Under the registry editor go to HKEY_LOCAL_MACHINE\SOFTWARE\MICROSOFT\MediaPlayer.
Hit "*Installation Directory*" key,rename it to something like "Installation Directory2".
Create a new string key(right click->New->String Value),rename it to "*Installation Directory*" and close registry editor.
It should get the job done.Fn+f9 would work as usual with other media players to play/pause the media,it won't launch Windows media player and neither can it launch any other media player.If you ever want to go back to default settings then just delete the newly created "Installation Directory" key and rename the original key(now "Installation Directory2") back to "Installation Directory".


----------



## Jay1234 (Feb 27, 2013)

Vkl ur gr8 thanxx man u solved a very big problem

BRO HOW DO U UPDATE DRIVERS ???? WHAT SYSTEM OPTIMISATION & SYSTEM PROTECTION (ANTIVIRUS OR FIREWALL ) APPS YOU ARE  USING ???


----------



## vkl (Feb 28, 2013)

Just go to manufacturers website,go to support/driver section,select your system and check for drivers.If some newer version of drivers have come then you can update.
You don't need to check for all the updates or update driver regularly.For most of things there won't be many revision of drivers and you won't need to update.
The only thing which has updates regularly is graphics driver.Just download and update the graphics driver from intel's site as you have hd4000.
I use Ccleaner a little,it is fine.For anti-virus and firewall,I am currently using norton Internet security 2013 trial version.


----------



## Harsh Pranami (Mar 1, 2013)

doomgiver said:


> i tried to play black ops (back when it was launched) on my laptop, and it cooked my nuts.
> 
> never playing on a laptop again, unless said laptop is kept on a block of solid ice.

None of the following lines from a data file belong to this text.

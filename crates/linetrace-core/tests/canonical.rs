//! Tests for the canonical line engine and fastest-lap trails

#[cfg(test)]
mod tests {
    use linetrace_core::canonical::{build_canonical, load_canonical, write_canonical};
    use linetrace_core::config::{CanonicalConfig, TrailConfig};
    use linetrace_core::filters::median;
    use linetrace_core::synthetic::{SessionBuilder, TrackShape};
    use linetrace_core::trail::build_trail;

    fn config() -> CanonicalConfig {
        CanonicalConfig {
            n_points: 3000,
            ..CanonicalConfig::default()
        }
    }

    fn session() -> SessionBuilder {
        SessionBuilder::new(8)
            .core_channels_only()
            .car("A", 4, 150.0)
            .car("B", 4, 148.0)
            .car("C", 4, 146.0)
            .car("D", 2, 150.0)
    }

    #[test]
    fn test_canonical_line_geometry() {
        let builder = session();
        let result = build_canonical(&builder.build_table(), &config()).unwrap();
        let line = &result.line;

        assert_eq!(line.len(), 3000);
        assert_eq!(line.dist_m[0], 0.0);
        assert!(line.dist_m.windows(2).all(|w| w[1] > w[0]));
        assert_eq!(*line.dist_m.last().unwrap(), line.track_length_m());

        let circumference = builder.track_length_m();
        let rel = (line.track_length_m() - circumference).abs() / circumference;
        assert!(rel < 0.01, "track {} vs {}", line.track_length_m(), circumference);
    }

    #[test]
    fn test_sectors_cover_ideal_lap() {
        let result = build_canonical(&session().build_table(), &config()).unwrap();
        assert_eq!(result.sectors.len(), 3);

        let total: f64 = result.sectors.iter().map(|s| s.ideal_time_s).sum();
        assert!((total - result.line.ideal_lap_time_s()).abs() < 1e-6);
        assert_eq!(result.sectors[0].start_dist_m, 0.0);
        assert!((result.sectors[2].end_dist_m - result.line.track_length_m()).abs() < 1e-9);
        for w in result.sectors.windows(2) {
            assert!((w[0].end_dist_m - w[1].start_dist_m).abs() < 1e-9);
        }
    }

    #[test]
    fn test_short_stint_has_no_median_line() {
        let result = build_canonical(&session().build_table(), &config()).unwrap();

        let cars: Vec<&str> = result.car_lines.iter().map(|c| c.vehicle_id.as_str()).collect();
        assert_eq!(cars, vec!["A", "B", "C"]);
        assert!(result.fastest_laps.iter().all(|f| f.vehicle_id != "D"));
        assert_eq!(result.fastest_laps.len(), 3);
        assert!(result.rejected_vehicles.is_empty());
        assert_eq!(result.stats.cars_with_valid_laps, 3);
        assert_eq!(result.stats.clean_laps, 12);
        assert_eq!(result.stats.cars_after_outlier_filter, 3);
        for lap in &result.fastest_laps {
            assert!(lap.lap >= 2);
            assert!(lap.lap_time_s > 45.0 && lap.lap_time_s < 60.0, "{}", lap.lap_time_s);
        }
    }

    #[test]
    fn test_trail_uses_nearest_canonical_point() {
        let result = build_canonical(&session().build_table(), &config()).unwrap();
        let line = &result.line;
        let index = line.index();
        let fastest = &result.fastest_laps[0];

        let trail = build_trail(
            &fastest.vehicle_id,
            fastest.rows.clone(),
            line,
            &index,
            &TrailConfig::default(),
        )
        .unwrap();
        assert!(!trail.is_empty());
        let span = trail.last().unwrap().t_rel_s - trail[0].t_rel_s;
        assert!(span <= 15.0 + 1e-9);

        for p in trail.iter().step_by(7) {
            let d2 = |i: usize| (line.x_m[i] - p.x_m).powi(2) + (line.y_m[i] - p.y_m).powi(2);
            let best = (0..line.len()).map(d2).fold(f64::INFINITY, f64::min);
            let chosen = line
                .dist_m
                .iter()
                .position(|&d| d == p.canonical_dist_m)
                .unwrap();
            assert!(d2(chosen) <= best + 1e-9);
            assert_eq!(p.delta_kmh, p.delta_vs_ref_ms * 3.6);
        }
    }

    #[test]
    fn test_canonical_export_round_trip() {
        let dir = tempfile::tempdir().unwrap();
        let result = build_canonical(&session().build_table(), &config()).unwrap();
        write_canonical(&result, dir.path()).unwrap();

        let loaded = load_canonical(dir.path()).unwrap().unwrap();
        assert_eq!(loaded.len(), result.line.len());
        assert!((loaded.track_length_m() - result.line.track_length_m()).abs() < 1e-6);
        assert!(load_canonical(&dir.path().join("missing")).unwrap().is_none());
    }

    #[test]
    fn test_rejected_car_still_sets_reference_speed() {
        let mut builder = SessionBuilder::new(41)
            .core_channels_only()
            .shape(TrackShape::Oval {
                straight_m: 600.0,
                radius_m: 200.0,
            });
        for i in 0..9 {
            builder = builder.car(format!("SLOW{i}"), 5, 130.0);
        }
        builder = builder.car("FAST", 5, 200.0);

        let result = build_canonical(&builder.build_table(), &config()).unwrap();
        assert_eq!(result.rejected_vehicles, vec!["FAST".to_string()]);
        assert_eq!(result.stats.cars_after_outlier_filter, 9);
        assert!(result.car_lines.iter().all(|c| c.vehicle_id != "FAST"));
        assert_eq!(result.stats.clean_laps, 50);

        // slow cars never exceed 130 km/h, about 36.1 m/s
        let ref_median = median(&result.line.ref_speed_ms);
        assert!(ref_median > 40.0, "median reference speed {ref_median}");
    }
}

You should have used a laptop cooler instead of lap.



Jay1234 said:


> Vkl ur gr8 thanxx man u solved a very big problem
> 
> BRO HOW DO U UPDATE DRIVERS ???? WHAT SYSTEM OPTIMISATION & SYSTEM PROTECTION (ANTIVIRUS OR FIREWALL ) APPS YOU ARE  USING ???



Go to lenevo's website and under support section type in your laptop's name. You'll get the drivers. Also for antivirus, use avira. I've been using it for 3 years now.



Jay1234 said:


> Vkl ur gr8 thanxx man u solved a very big problem
> 
> BRO HOW DO U UPDATE DRIVERS ???? WHAT SYSTEM OPTIMISATION & SYSTEM PROTECTION (ANTIVIRUS OR FIREWALL ) APPS YOU ARE  USING ???



Go to lenevo's website and under support section type in your laptop's name. You'll get the drivers. Also for antivirus, use avira. I've been using it for 3 years now.


----------



## Desmond (Mar 1, 2013)

I'd say avoid playing on a laptop since overheating will be a major pain in the @$$ later on. I used to play on laptop earlier, then I gave it to my dad and brought my desktop.


----------



## Harsh Pranami (Mar 1, 2013)

DeSmOnD dAvId said:


> I'd say avoid playing on a laptop since overheating will be a major pain in the @$$ later on. I used to play on laptop earlier, then I gave it to my dad and brought my desktop.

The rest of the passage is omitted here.